Did D-Day really depend on a bunch of slightly ditzy French girls? Luckily, it did not, and as we know the Normandy landings succeeded, the outcome is never in doubt. Also the title is awful – the French title, Femmes de l’Ombre, is much better, suggesting mystery and skulduggery and leaving lots open to interpretation.

Louise Desfontaines (Marceau), a successful French operative in the British Special Operations Executive, leaves occupied France after the death of her husband during a sabotage mission, returning to England where her brother, Pierre (Julien Boisselier) is also working for the allied forces. Her commander, the amusingly named Colonel Buckmaster (Colin David Reese), gives her a new misson: to rescue a British geologist who has parachuted into France on a recce in advance of D-Day and been captured by the Nazis. Louise and Pierre quickly recruit a small troop of girls from the nurse’s corps and French Resistance, a mixed bunch who do not all have either the training or the mentality to make great spies, but time is of the essence, and after all, it’s war don’t you know.

Louise, Jeanne (Depardieu), Suzy (Gillain), Gaelle (Francois) and Maria (Sansa) parachute into France with Pierre and carry out the daring raid on the hospital where the British agent is held. The raid is successful, but the British officer reveals a new complication: Colonel Heindrich (Bleibtrau) knows about the D-day landings, and so Pierre orders them to travel to Paris in order to prevent Heindrich passing on the information to the German command; basically, a suicide mission.

The team are betrayed and a few of their members are captured, but Louise discovers a plan to assassinate Heindrich, using Suzy as a honey trap. Years ago she had an affair with Heindrich and he is still passionately in love with her; Louise will be hiding in the tunnel, armed with a rifle. Heindrich turns up, but none of the team can get a clear shot, and he manages to escape again.

The cat and mouse games continue and this is one of those films that its hard to summarise without giving away the whole plot, so suffice it to say that the Allies won the war, though not without loss and personal sacrifice on both sides.

Is it any good? Female Agents has ambition, which is refreshing in a European film. High production values and a decent budget, a complex plot and a fair old dose of glamour and a high profile female lead in the curvy form of Sophie Marceau, who does, it must be said, look fabulous. A little too fabulous maybe; right after being punched in the face, she’s back on screen with only a slightly puffy lip, ready to take down the enemy. All the women, considering they parachuted into France, have amazing wardrobes and are perfectly coiffed at all times. Mind you, they are French.

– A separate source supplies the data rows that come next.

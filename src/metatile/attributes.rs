//! # Metatile Attributes
//!
//! Behaviour and layering data stored alongside `metatiles.bin`, one record per metatile. Two
//! record layouts exist and the caller chooses which one a table uses:
//!
//! - [`AttributeLayout::Packed4`]: u16 behaviour + u16 packed word
//!   (terrain bits 0-3, encounter type bits 4-6, layer type bits 7-8).
//! - [`AttributeLayout::Legacy2`]: a single u16 with behaviour in bits 0-7 and layer type in
//!   bits 12-15.

use std::borrow::Cow;

use serde::{Deserialize, Serialize};

use crate::{binary_utils::u16_array_le, diagnostics::Warning};

use super::behavior;

#[derive(Clone, Copy, Debug, Default, PartialEq, Eq, Serialize, Deserialize)]
#[serde(rename_all = "snake_case")]
pub enum AttributeLayout {
    Packed4,
    #[default]
    Legacy2,
}

impl AttributeLayout {
    pub const fn record_size(self) -> usize {
        match self {
            AttributeLayout::Packed4 => 4,
            AttributeLayout::Legacy2 => 2,
        }
    }
}

#[derive(Clone, Copy, Debug, PartialEq, Eq)]
pub enum LayerType {
    Normal,
    /// Top layer drawn over objects.
    Covered,
    /// Bottom tiles under objects, top tiles over them.
    Split,
    Other(u8),
}

impl LayerType {
    pub fn from_raw(raw: u8) -> Self {
        match raw {
            0 => LayerType::Normal,
            1 => LayerType::Covered,
            2 => LayerType::Split,
            other => LayerType::Other(other),
        }
    }

    pub fn name(self) -> Cow<'static, str> {
        match self {
            LayerType::Normal => Cow::Borrowed("normal"),
            LayerType::Covered => Cow::Borrowed("covered"),
            LayerType::Split => Cow::Borrowed("split"),
            LayerType::Other(raw) => Cow::Owned(format!("other_{}", raw)),
        }
    }
}

#[derive(Clone, Copy, Debug, Default, PartialEq, Eq)]
pub struct MetatileAttributes {
    pub behavior: u8,
    pub terrain: u8,
    pub encounter_type: u8,
    pub layer_type: u8,
}

impl MetatileAttributes {
    pub fn from_packed(behavior: u16, packed: u16) -> Self {
        MetatileAttributes {
            behavior: (behavior & 0xFF) as u8,
            terrain: (packed & 0x000F) as u8,
            encounter_type: ((packed >> 4) & 0x0007) as u8,
            layer_type: ((packed >> 7) & 0x0003) as u8,
        }
    }

    pub fn from_legacy(raw: u16) -> Self {
        MetatileAttributes {
            behavior: (raw & 0x00FF) as u8,
            layer_type: ((raw >> 12) & 0xF) as u8,
            ..Default::default()
        }
    }

    pub fn from_bytes(record: &[u8], layout: AttributeLayout) -> Self {
        match layout {
            AttributeLayout::Packed4 => {
                let [behavior, packed] = u16_array_le::<2>(record);
                Self::from_packed(behavior, packed)
            }
            AttributeLayout::Legacy2 => {
                let [raw] = u16_array_le::<1>(record);
                Self::from_legacy(raw)
            }
        }
    }

    pub fn elevation(&self) -> u8 {
        self.terrain & 0x0F
    }

    pub fn layer(&self) -> LayerType {
        LayerType::from_raw(self.layer_type)
    }

    pub fn behavior_name(&self) -> Cow<'static, str> {
        behavior::behavior_name(self.behavior)
    }
}

/// Decode exactly `expected` attribute records.
///
/// A buffer shorter than `expected` records is zero-padded, so the missing tail decodes to
/// [`MetatileAttributes::default`]; the returned warning says by how much. Bytes past the
/// expected length are ignored.
pub fn decode_attributes(
    data: &[u8],
    layout: AttributeLayout,
    expected: usize,
) -> (Vec<MetatileAttributes>, Option<Warning>) {
    let record_size = layout.record_size();
    let wanted = expected * record_size;

    let mut bytes = data[..wanted.min(data.len())].to_vec();
    let warning = if bytes.len() < wanted {
        Some(Warning::TruncatedAttributes {
            have: data.len(),
            expected: wanted,
        })
    } else {
        None
    };
    bytes.resize(wanted, 0);

    let records = bytes
        .chunks_exact(record_size)
        .map(|record| MetatileAttributes::from_bytes(record, layout))
        .collect();
    (records, warning)
}

#[cfg(test)]
mod tests {
    use super::*;

    #[test]
    fn packed_layout_splits_subfields() {
        // terrain 0x5, encounter 0x3, layer 0x2
        let packed: u16 = 0x5 | (0x3 << 4) | (0x2 << 7);
        let mut data = 0x0101u16.to_le_bytes().to_vec();
        data.extend(packed.to_le_bytes());

        let attrs = MetatileAttributes::from_bytes(&data, AttributeLayout::Packed4);
        assert_eq!(attrs.behavior, 0x01);
        assert_eq!(attrs.terrain, 0x5);
        assert_eq!(attrs.elevation(), 0x5);
        assert_eq!(attrs.encounter_type, 0x3);
        assert_eq!(attrs.layer(), LayerType::Split);
    }

    #[test]
    fn legacy_layout_reads_behavior_and_layer() {
        let attrs = MetatileAttributes::from_bytes(&0x1033u16.to_le_bytes(), AttributeLayout::Legacy2);
        assert_eq!(attrs.behavior, 0x33);
        assert_eq!(attrs.layer(), LayerType::Covered);
        assert_eq!(attrs.behavior_name(), "MB_IMPASSABLE");
    }

    #[test]
    fn truncated_table_is_padded_to_expected_length() {
        let data = [0x02u8, 0x00, 0x04, 0x00, 0x06];
        let (records, warning) = decode_attributes(&data, AttributeLayout::Legacy2, 5);

        assert_eq!(records.len(), 5);
        assert_eq!(records[0].behavior, 0x02);
        assert_eq!(records[1].behavior, 0x04);
        // half a record is completed with zeros
        assert_eq!(records[2].behavior, 0x06);
        assert_eq!(records[3], MetatileAttributes::default());
        assert_eq!(records[4], MetatileAttributes::default());
        assert_eq!(
            warning,
            Some(Warning::TruncatedAttributes {
                have: 5,
                expected: 10
            })
        );
    }

    #[test]
    fn longer_table_is_cut_without_warning() {
        let data = [0u8; 4 * 3];
        let (records, warning) = decode_attributes(&data, AttributeLayout::Packed4, 2);
        assert_eq!(records.len(), 2);
        assert!(warning.is_none());
    }
}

But it’s this kind of inconsistent plotting that is irritating, and undermines the film’s intergrity; in the end, would anyone have allowed the entire success of the D-Day landings to rest on the shoulders of a bunch of untrained women? Apart from Louise, all the other girls are nurses or prostitutes, entirely unfit for this kind of mission. One buckles under torture the minute her first nail is pulled out. Ordinary people did take part in extraordinarily heroic missions, but one would hope they had a bit more training first. Still, if you don’t fancy one of the big Hollywood blockbusters you could do worse than this; its equally superficial, but at least its in French.